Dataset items
►

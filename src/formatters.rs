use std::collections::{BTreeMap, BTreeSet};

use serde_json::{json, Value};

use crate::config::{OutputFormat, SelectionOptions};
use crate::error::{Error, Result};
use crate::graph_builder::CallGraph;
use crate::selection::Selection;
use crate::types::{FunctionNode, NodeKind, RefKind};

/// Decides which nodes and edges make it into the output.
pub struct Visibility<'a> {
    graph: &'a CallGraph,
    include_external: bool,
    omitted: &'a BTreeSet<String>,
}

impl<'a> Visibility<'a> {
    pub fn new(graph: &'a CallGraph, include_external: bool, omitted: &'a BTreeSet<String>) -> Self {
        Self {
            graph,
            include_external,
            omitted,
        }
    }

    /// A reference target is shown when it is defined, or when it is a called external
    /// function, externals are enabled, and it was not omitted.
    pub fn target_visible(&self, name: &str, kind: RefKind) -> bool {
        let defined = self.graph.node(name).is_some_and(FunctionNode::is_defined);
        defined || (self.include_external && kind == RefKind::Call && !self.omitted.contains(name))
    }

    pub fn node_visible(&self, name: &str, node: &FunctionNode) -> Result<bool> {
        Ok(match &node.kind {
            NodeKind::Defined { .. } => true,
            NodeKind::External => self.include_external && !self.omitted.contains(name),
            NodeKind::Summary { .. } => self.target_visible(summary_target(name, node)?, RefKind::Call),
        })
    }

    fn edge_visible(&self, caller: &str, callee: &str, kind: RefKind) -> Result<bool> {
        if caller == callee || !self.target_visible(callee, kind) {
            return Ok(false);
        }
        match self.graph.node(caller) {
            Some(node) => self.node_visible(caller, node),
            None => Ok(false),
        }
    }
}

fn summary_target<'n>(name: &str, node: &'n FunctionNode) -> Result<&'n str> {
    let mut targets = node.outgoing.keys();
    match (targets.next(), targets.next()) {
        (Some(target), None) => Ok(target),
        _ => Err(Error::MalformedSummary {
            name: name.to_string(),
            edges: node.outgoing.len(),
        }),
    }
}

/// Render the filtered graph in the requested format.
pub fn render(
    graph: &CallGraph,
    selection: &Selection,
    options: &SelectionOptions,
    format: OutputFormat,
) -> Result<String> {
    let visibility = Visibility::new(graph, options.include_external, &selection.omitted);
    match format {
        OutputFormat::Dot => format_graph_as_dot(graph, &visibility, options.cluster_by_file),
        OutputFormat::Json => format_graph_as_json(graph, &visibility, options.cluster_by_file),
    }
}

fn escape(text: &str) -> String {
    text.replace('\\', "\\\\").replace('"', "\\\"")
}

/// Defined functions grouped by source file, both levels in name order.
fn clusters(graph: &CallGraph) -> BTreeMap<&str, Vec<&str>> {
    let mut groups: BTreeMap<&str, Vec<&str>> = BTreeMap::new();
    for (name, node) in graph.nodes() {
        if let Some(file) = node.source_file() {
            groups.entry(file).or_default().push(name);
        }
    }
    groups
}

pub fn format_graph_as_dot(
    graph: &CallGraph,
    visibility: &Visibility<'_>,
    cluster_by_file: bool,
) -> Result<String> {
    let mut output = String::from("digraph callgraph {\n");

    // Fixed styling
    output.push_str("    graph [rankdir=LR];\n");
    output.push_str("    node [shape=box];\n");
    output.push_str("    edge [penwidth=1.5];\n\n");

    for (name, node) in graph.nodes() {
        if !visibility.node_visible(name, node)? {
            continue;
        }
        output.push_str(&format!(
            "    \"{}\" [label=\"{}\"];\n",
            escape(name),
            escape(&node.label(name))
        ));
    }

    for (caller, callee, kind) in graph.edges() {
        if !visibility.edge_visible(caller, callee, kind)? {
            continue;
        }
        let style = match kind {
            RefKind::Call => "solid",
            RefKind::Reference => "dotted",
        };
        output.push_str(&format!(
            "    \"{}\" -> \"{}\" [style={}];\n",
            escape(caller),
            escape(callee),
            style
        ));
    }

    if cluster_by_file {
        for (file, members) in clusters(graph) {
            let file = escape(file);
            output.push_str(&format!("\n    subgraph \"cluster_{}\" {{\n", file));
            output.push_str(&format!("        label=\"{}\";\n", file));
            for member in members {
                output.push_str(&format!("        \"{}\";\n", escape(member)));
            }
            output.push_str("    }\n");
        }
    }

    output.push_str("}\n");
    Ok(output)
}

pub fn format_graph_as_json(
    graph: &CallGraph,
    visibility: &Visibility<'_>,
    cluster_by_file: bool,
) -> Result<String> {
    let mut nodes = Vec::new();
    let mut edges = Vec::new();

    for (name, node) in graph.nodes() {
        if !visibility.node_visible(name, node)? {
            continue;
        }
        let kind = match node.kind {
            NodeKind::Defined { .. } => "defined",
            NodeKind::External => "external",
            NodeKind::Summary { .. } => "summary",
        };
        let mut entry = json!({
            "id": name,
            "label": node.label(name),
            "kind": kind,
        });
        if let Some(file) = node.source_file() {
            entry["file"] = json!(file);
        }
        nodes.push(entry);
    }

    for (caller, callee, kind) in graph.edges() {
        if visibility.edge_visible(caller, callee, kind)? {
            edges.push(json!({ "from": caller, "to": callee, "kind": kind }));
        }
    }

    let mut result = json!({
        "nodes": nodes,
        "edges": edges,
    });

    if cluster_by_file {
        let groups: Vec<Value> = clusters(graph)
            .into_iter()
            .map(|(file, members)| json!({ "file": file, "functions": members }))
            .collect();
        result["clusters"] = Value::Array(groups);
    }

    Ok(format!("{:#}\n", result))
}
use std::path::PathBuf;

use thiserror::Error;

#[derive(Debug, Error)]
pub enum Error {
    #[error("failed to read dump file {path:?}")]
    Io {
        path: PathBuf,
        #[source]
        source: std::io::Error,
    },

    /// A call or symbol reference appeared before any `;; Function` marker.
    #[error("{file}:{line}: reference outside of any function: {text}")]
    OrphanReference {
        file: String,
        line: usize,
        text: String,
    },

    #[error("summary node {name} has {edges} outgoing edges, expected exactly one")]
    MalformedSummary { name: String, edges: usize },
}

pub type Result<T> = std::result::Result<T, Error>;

◄

### Exercise
Pick each line holding "nodes" out of the entries above and return it.

### Reply to the exercise
/// Decides which nodes and edges make it into the output.
    for (name, node) in graph.nodes() {
    for (name, node) in graph.nodes() {
    let mut nodes = Vec::new();
    for (name, node) in graph.nodes() {
        nodes.push(entry);
        "nodes": nodes,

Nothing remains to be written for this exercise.